Vyacheslav Krasko tells his own story throughout the book. As an executive who reached financial independence and high status in society, he suddenly realizes hard principles and rationalism have displaced the most important things in life: happiness, freedom and true feelings.

To find the meaning of life, he breaks up with his sweetheart, moves house, leaves his job and buys a one-way ticket leaving Moscow. His new life has begun.

He starts his travel in the spring, a season symbolizing new beginnings.

Every day on Vyacheslav's journey is not like another. The splendor of ancient architecture is replaced by the beauty of virgin nature, small cities are interspersed with megacities, an instructive conversation with an Indian guru is adjacent to everyday troubles, and a new love for a wonderful girl turns into bitterness of disappointment – all this is the flow of life, its taste, which can be easily felt and hard to forget. Vyacheslav, like a little child, tastes everything and generously shares his new experience with readers. He learns to sail a yacht and catch a wave on a surf, cook intricate Chinese dishes and dance the Argentine tango, bungee jump over a stormy mountain river and climb the highest peaks.

Asia, Australia, South America, Antarctic, North America, Africa and finally Europe...

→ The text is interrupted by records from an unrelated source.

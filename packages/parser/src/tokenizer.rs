use logos::Logos;
use std::fmt;

/// Document-level tokens for `.cf` sources.
///
/// A source alternates between raw text runs and `{{ … }}` tags. Tag
/// internals are lexed separately with [`TagToken`]; attribute values may
/// not contain braces.
#[derive(Logos, Debug, Clone, PartialEq)]
pub enum Token<'src> {
    /// A complete `{{ … }}` tag, delimiters included
    #[regex(r"\{\{[^{}]*\}\}", |lex| lex.slice())]
    Tag(&'src str),

    /// A raw text run containing no `{{` sequence
    #[regex(r"([^{]|\{[^{])+", |lex| lex.slice())]
    Text(&'src str),
}

impl<'src> fmt::Display for Token<'src> {
    fn fmt(&self, f: &mut fmt::Formatter<'_>) -> fmt::Result {
        match self {
            Token::Tag(s) => write!(f, "tag {}", s),
            Token::Text(_) => write!(f, "text"),
        }
    }
}

/// Tokens inside a `{{ … }}` tag: a name, an optional closing slash, and
/// `key="value"` attributes.
#[derive(Logos, Debug, Clone, PartialEq)]
#[logos(skip r"[ \t\n\r]+")]
pub enum TagToken<'src> {
    #[token("/")]
    Slash,

    #[token("=")]
    Equals,

    #[regex(r"[a-zA-Z_][a-zA-Z0-9_-]*", |lex| lex.slice())]
    Ident(&'src str),

    #[regex(r#""([^"\\]|\\.)*""#, |lex| lex.slice())]
    String(&'src str),
}

impl<'src> fmt::Display for TagToken<'src> {
    fn fmt(&self, f: &mut fmt::Formatter<'_>) -> fmt::Result {
        match self {
            TagToken::Slash => write!(f, "/"),
            TagToken::Equals => write!(f, "="),
            TagToken::Ident(s) => write!(f, "identifier '{}'", s),
            TagToken::String(s) => write!(f, "string {}", s),
        }
    }
}

/// Tokenize a source string into text runs and tags.
///
/// Lexer errors (a lone `{` at end of input, an unterminated `{{`) are
/// degraded to text tokens so no input is ever dropped; the parser merges
/// adjacent text runs.
pub fn tokenize(source: &str) -> Vec<(Token, std::ops::Range<usize>)> {
    Token::lexer(source)
        .spanned()
        .map(|(result, span)| match result {
            Ok(token) => (token, span),
            Err(_) => (Token::Text(&source[span.clone()]), span),
        })
        .collect()
}

/// Tokenize the contents of a tag (the text between `{{` and `}}`).
///
/// Returns `None` if the contents contain anything that is not a name,
/// slash, equals sign, or quoted string.
pub fn tokenize_tag(inner: &str) -> Option<Vec<TagToken>> {
    TagToken::lexer(inner)
        .map(|result| result.ok())
        .collect()
}

/// Strip the surrounding quotes from a lexed string token and resolve
/// backslash escapes.
pub fn unquote_string(quoted: &str) -> String {
    let inner = quoted
        .strip_prefix('"')
        .and_then(|s| s.strip_suffix('"'))
        .unwrap_or(quoted);

    let mut out = String::with_capacity(inner.len());
    let mut chars = inner.chars();
    while let Some(ch) = chars.next() {
        if ch == '\\' {
            match chars.next() {
                Some('n') => out.push('\n'),
                Some('t') => out.push('\t'),
                Some(esc) => out.push(esc),
                None => out.push('\\'),
            }
        } else {
            out.push(ch);
        }
    }
    out
}

#[cfg(test)]
mod tests {
    use super::*;

    #[test]
    fn test_text_and_tags() {
        let tokens = tokenize("hello {{ preview }} world");
        assert_eq!(tokens.len(), 3);
        assert_eq!(tokens[0].0, Token::Text("hello "));
        assert_eq!(tokens[1].0, Token::Tag("{{ preview }}"));
        assert_eq!(tokens[2].0, Token::Text(" world"));
    }

    #[test]
    fn test_single_braces_are_text() {
        let tokens = tokenize(".box { display: flex; }");
        assert!(tokens.iter().all(|(t, _)| matches!(t, Token::Text(_))));
    }

    #[test]
    fn test_trailing_brace_survives() {
        let tokens = tokenize("body {");
        let text: String = tokens
            .iter()
            .map(|(t, _)| match t {
                Token::Text(s) => *s,
                Token::Tag(s) => *s,
            })
            .collect();
        assert_eq!(text, "body {");
    }

    #[test]
    fn test_tag_tokens() {
        let tokens = tokenize_tag(r#" snippet lang="css" "#).unwrap();
        assert_eq!(tokens[0], TagToken::Ident("snippet"));
        assert_eq!(tokens[1], TagToken::Ident("lang"));
        assert_eq!(tokens[2], TagToken::Equals);
        assert_eq!(tokens[3], TagToken::String("\"css\""));
    }

    #[test]
    fn test_closing_tag_tokens() {
        let tokens = tokenize_tag(" /preview ").unwrap();
        assert_eq!(tokens[0], TagToken::Slash);
        assert_eq!(tokens[1], TagToken::Ident("preview"));
    }

    #[test]
    fn test_unquote_string() {
        assert_eq!(unquote_string("\"css\""), "css");
        assert_eq!(unquote_string(r#""a \"b\" c""#), "a \"b\" c");
        assert_eq!(unquote_string(r#""line\nbreak""#), "line\nbreak");
    }
}
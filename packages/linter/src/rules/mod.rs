mod empty_snippet;
mod markup_in_passthrough;
mod unknown_language;

pub use empty_snippet::EmptySnippetRule;
pub use markup_in_passthrough::MarkupInPassthroughRule;
pub use unknown_language::UnknownLanguageRule;

use crate::diagnostic::Diagnostic;
use codeframe_parser::ast::{PreviewBlock, SnippetBlock};

/// Trait for implementing lint rules
pub trait LintRule {
    /// Unique identifier for this rule
    fn name(&self) -> &'static str;

    /// Human-readable description
    fn description(&self) -> &'static str;

    /// Check a preview block as a whole
    fn check_preview(&self, _preview: &PreviewBlock) -> Vec<Diagnostic> {
        Vec::new()
    }

    /// Check a single snippet block
    fn check_snippet(&self, _snippet: &SnippetBlock) -> Vec<Diagnostic> {
        Vec::new()
    }
}

/// Registry of all available lint rules
pub struct RuleRegistry {
    rules: Vec<Box<dyn LintRule>>,
}

impl RuleRegistry {
    /// Create a new registry with all built-in rules
    pub fn new() -> Self {
        Self {
            rules: vec![
                Box::new(UnknownLanguageRule),
                Box::new(EmptySnippetRule),
                Box::new(MarkupInPassthroughRule),
            ],
        }
    }

    /// Get all registered rules
    pub fn rules(&self) -> &[Box<dyn LintRule>] {
        &self.rules
    }

    /// Create an empty registry
    pub fn empty() -> Self {
        Self { rules: Vec::new() }
    }

    /// Add a custom rule to the registry
    pub fn add_rule(&mut self, rule: Box<dyn LintRule>) {
        self.rules.push(rule);
    }
}

impl Default for RuleRegistry {
    fn default() -> Self {
        Self::new()
    }
}

impl std::fmt::Debug for RuleRegistry {
    fn fmt(&self, f: &mut std::fmt::Formatter<'_>) -> std::fmt::Result {
        f.debug_struct("RuleRegistry")
            .field("rules", &format!("{} rules", self.rules.len()))
            .finish()
    }
}
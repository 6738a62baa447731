use codeframe_parser::ast::Span;
use serde::{Deserialize, Serialize};

/// Severity level of a diagnostic
#[derive(Debug, Clone, Copy, PartialEq, Eq, Serialize, Deserialize)]
pub enum DiagnosticLevel {
    Error,
    Warning,
    Info,
}

/// A diagnostic message from the linter
#[derive(Debug, Clone, Serialize, Deserialize)]
pub struct Diagnostic {
    /// The severity level
    pub level: DiagnosticLevel,

    /// The rule that generated this diagnostic
    pub rule: String,

    /// Human-readable message
    pub message: String,

    /// Source location where the issue was found
    pub span: Span,

    /// Optional suggestion for fixing the issue
    pub suggestion: Option<String>,
}

impl Diagnostic {
    pub fn warning(rule: impl Into<String>, message: impl Into<String>, span: Span) -> Self {
        Self {
            level: DiagnosticLevel::Warning,
            rule: rule.into(),
            message: message.into(),
            span,
            suggestion: None,
        }
    }

    pub fn info(rule: impl Into<String>, message: impl Into<String>, span: Span) -> Self {
        Self {
            level: DiagnosticLevel::Info,
            rule: rule.into(),
            message: message.into(),
            span,
            suggestion: None,
        }
    }

    pub fn with_suggestion(mut self, suggestion: impl Into<String>) -> Self {
        self.suggestion = Some(suggestion.into());
        self
    }
}
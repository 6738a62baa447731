use crate::diagnostic::Diagnostic;
use crate::rules::RuleRegistry;
use codeframe_parser::ast::{Document, PreviewBlock};

/// Options for configuring the linter
#[derive(Debug, Default)]
pub struct LintOptions {
    /// Custom rule registry (uses the built-in set if None)
    pub registry: Option<RuleRegistry>,
}

/// Lint a parsed document and return diagnostics
pub fn lint_document(document: &Document, options: LintOptions) -> Vec<Diagnostic> {
    let registry = options.registry.unwrap_or_default();
    let mut diagnostics = Vec::new();

    for preview in document.previews() {
        diagnostics.extend(lint_preview(preview, &registry));
    }

    diagnostics
}

fn lint_preview(preview: &PreviewBlock, registry: &RuleRegistry) -> Vec<Diagnostic> {
    let mut diagnostics = Vec::new();

    for rule in registry.rules() {
        diagnostics.extend(rule.check_preview(preview));
    }

    for snippet in &preview.snippets {
        for rule in registry.rules() {
            diagnostics.extend(rule.check_snippet(snippet));
        }
    }

    diagnostics
}
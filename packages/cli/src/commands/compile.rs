use crate::config::Config;
use anyhow::{anyhow, Result};
use clap::Args;
use codeframe_compiler_html::{compile_page, CompileOptions};
use codeframe_parser::parse_with_path;
use colored::Colorize;
use std::fs;
use std::path::{Path, PathBuf};
use tracing::debug;
use walkdir::WalkDir;

#[derive(Debug, Args)]
pub struct CompileArgs {
    /// File or directory to compile (defaults to the configured source dir)
    pub path: Option<PathBuf>,

    /// Output to stdout instead of files
    #[arg(long)]
    pub stdout: bool,

    /// Output directory (overrides config)
    #[arg(short, long)]
    pub out_dir: Option<String>,
}

pub fn compile(args: CompileArgs, cwd: &str) -> Result<()> {
    let config = Config::load(cwd)?;

    let input = args
        .path
        .clone()
        .unwrap_or_else(|| config.get_src_dir(cwd));
    if !input.exists() {
        return Err(anyhow!("Input path does not exist: {:?}", input));
    }

    println!("{}", "Compiling codeframe pages...".bright_blue().bold());

    let cf_files = if input.is_file() {
        vec![input.clone()]
    } else {
        find_cf_files(&input)?
    };

    if cf_files.is_empty() {
        println!("{}", "No .cf files found".yellow());
        return Ok(());
    }

    println!("Found {} files", cf_files.len());

    let src_root = if input.is_file() {
        input.parent().map(Path::to_path_buf).unwrap_or_default()
    } else {
        input.clone()
    };

    let mut success_count = 0;
    let mut error_count = 0;

    for cf_file in &cf_files {
        match compile_file(cf_file, &args, &config, &src_root, cwd) {
            Ok(output_path) => {
                success_count += 1;
                let relative_path = cf_file.strip_prefix(&src_root).unwrap_or(cf_file);
                println!(
                    "  {} {} → {}",
                    "✓".green(),
                    relative_path.display(),
                    output_path
                );
            }
            Err(e) => {
                error_count += 1;
                let relative_path = cf_file.strip_prefix(&src_root).unwrap_or(cf_file);
                eprintln!(
                    "  {} {} - {}",
                    "✗".red(),
                    relative_path.display(),
                    e.to_string().red()
                );
            }
        }
    }

    println!();
    if error_count == 0 {
        println!(
            "{} Compiled {} files successfully",
            "OK".green(),
            success_count
        );
        Ok(())
    } else {
        Err(anyhow!(
            "compiled {} files, {} failed",
            success_count,
            error_count
        ))
    }
}

fn find_cf_files(dir: &Path) -> Result<Vec<PathBuf>> {
    let mut files = Vec::new();

    for entry in WalkDir::new(dir)
        .follow_links(true)
        .into_iter()
        .filter_map(|e| e.ok())
    {
        let path = entry.path();
        if path.is_file() && path.extension().and_then(|s| s.to_str()) == Some("cf") {
            files.push(path.to_path_buf());
        }
    }

    files.sort();
    Ok(files)
}

fn compile_file(
    file_path: &Path,
    args: &CompileArgs,
    config: &Config,
    src_root: &Path,
    cwd: &str,
) -> Result<String> {
    let source = fs::read_to_string(file_path)?;

    let document = parse_with_path(&source, &file_path.to_string_lossy()).map_err(|e| {
        use codeframe_parser::error::pretty;
        let file_name = file_path
            .file_name()
            .and_then(|n| n.to_str())
            .unwrap_or("unknown");
        anyhow!("\n{}", pretty::format_error(&e, file_name, &source))
    })?;

    let title = file_path
        .file_stem()
        .and_then(|s| s.to_str())
        .map(String::from);
    let options = CompileOptions {
        standalone: config.standalone,
        title,
        stylesheet: config.stylesheet.clone(),
        open_listing: config.open_listing,
        ..Default::default()
    };
    let output = compile_page(&document, options);
    debug!(file = %file_path.display(), bytes = output.len(), "compiled page");

    if args.stdout {
        println!("{}", output);
        return Ok("stdout".to_string());
    }

    let relative_path = file_path.strip_prefix(src_root).unwrap_or(file_path);
    let out_dir = match &args.out_dir {
        Some(out) => PathBuf::from(cwd).join(out),
        None => config.get_out_dir(cwd),
    };
    let output_file = out_dir.join(relative_path).with_extension("html");

    if let Some(parent) = output_file.parent() {
        fs::create_dir_all(parent)?;
    }
    fs::write(&output_file, output)?;

    Ok(output_file.display().to_string())
}
use crate::escape::{escape_text, unescape_text};
use crate::fragment::{Fragment, Language};
use codeframe_parser::ast::PreviewBlock;
use tracing::warn;

/// Accumulates fragments for one preview widget, in declaration order.
///
/// The collecting → rendering state machine is encoded in ownership:
/// `finish()` consumes the collector and returns the read-only
/// [`CollectedFragments`] the renderer works from. A collector never
/// outlives its widget's evaluation, so state cannot leak across widgets.
#[derive(Debug)]
pub struct Collector {
    fragments: Vec<Fragment>,
}

impl Collector {
    pub fn new() -> Self {
        Self {
            fragments: Vec::new(),
        }
    }

    /// Register one snippet: interpret its language tag, trim leading and
    /// trailing newlines exactly once, and store the fragment at the next
    /// position. Returns the assigned position.
    pub fn collect(&mut self, language_tag: Option<&str>, raw_body: &str) -> usize {
        let language = Language::from_tag(language_tag);
        if let (Language::Other(tag), Some(_)) = (&language, language_tag) {
            warn!(tag = %tag, "unrecognized snippet language, falling back to passthrough");
        }

        let position = self.fragments.len();
        self.fragments.push(Fragment::new(
            position,
            language,
            trim_newlines(raw_body),
        ));
        position
    }

    /// End the collecting phase. The returned fragments are read-only.
    pub fn finish(self) -> CollectedFragments {
        CollectedFragments {
            fragments: self.fragments,
        }
    }
}

impl Default for Collector {
    fn default() -> Self {
        Self::new()
    }
}

/// The complete, immutable fragment set for one widget.
#[derive(Debug, Clone, PartialEq, Eq)]
pub struct CollectedFragments {
    fragments: Vec<Fragment>,
}

impl CollectedFragments {
    /// Iterate fragments in ascending position order, which is declaration
    /// order.
    pub fn iter(&self) -> impl Iterator<Item = &Fragment> {
        self.fragments.iter()
    }

    pub fn len(&self) -> usize {
        self.fragments.len()
    }

    pub fn is_empty(&self) -> bool {
        self.fragments.is_empty()
    }
}

/// Evaluate a parsed preview block into its collected fragments.
pub fn evaluate_preview(preview: &PreviewBlock) -> CollectedFragments {
    let mut collector = Collector::new();
    for snippet in &preview.snippets {
        collector.collect(snippet.language.as_deref(), &snippet.body);
    }
    collector.finish()
}

/// Wrap a fragment body in the boilerplate that makes it independently
/// valid inside the embeddable surface.
pub fn wrap_source(language: &Language, source: &str) -> String {
    match language {
        Language::Css => format!("<style>{}</style>", source),
        Language::Html => source.to_string(),
        Language::Javascript => format!("<script>{}</script>", source),
        Language::Other(_) => escape_text(source),
    }
}

/// Strip the boilerplate applied by [`wrap_source`], recovering the
/// original body byte-for-byte.
pub fn unwrap_source(language: &Language, wrapped: &str) -> String {
    match language {
        Language::Css => strip_wrapper(wrapped, "<style>", "</style>"),
        Language::Html => wrapped.to_string(),
        Language::Javascript => strip_wrapper(wrapped, "<script>", "</script>"),
        Language::Other(_) => unescape_text(wrapped),
    }
}

fn strip_wrapper(wrapped: &str, prefix: &str, suffix: &str) -> String {
    wrapped
        .strip_prefix(prefix)
        .and_then(|s| s.strip_suffix(suffix))
        .unwrap_or(wrapped)
        .to_string()
}

/// Trim leading and trailing newline characters only; interior whitespace
/// and indentation are untouched.
fn trim_newlines(text: &str) -> &str {
    text.trim_matches(|c| c == '\n' || c == '\r')
}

Each day of travel was different from the others. Splendid ancient architecture changed to wild nature, and cities alternated with small villages. The author tries one thing after another, like that of a child, and shares his thoughts and impressions with readers. One of the most important discoveries he makes is that a man doesn't have to live by others' ideals.

Will it be worth it to return to his old lifestyle? Day-to-day routine could absorb him again. He will not return.

He returned to Moscow, but he has not given up on his new ideas.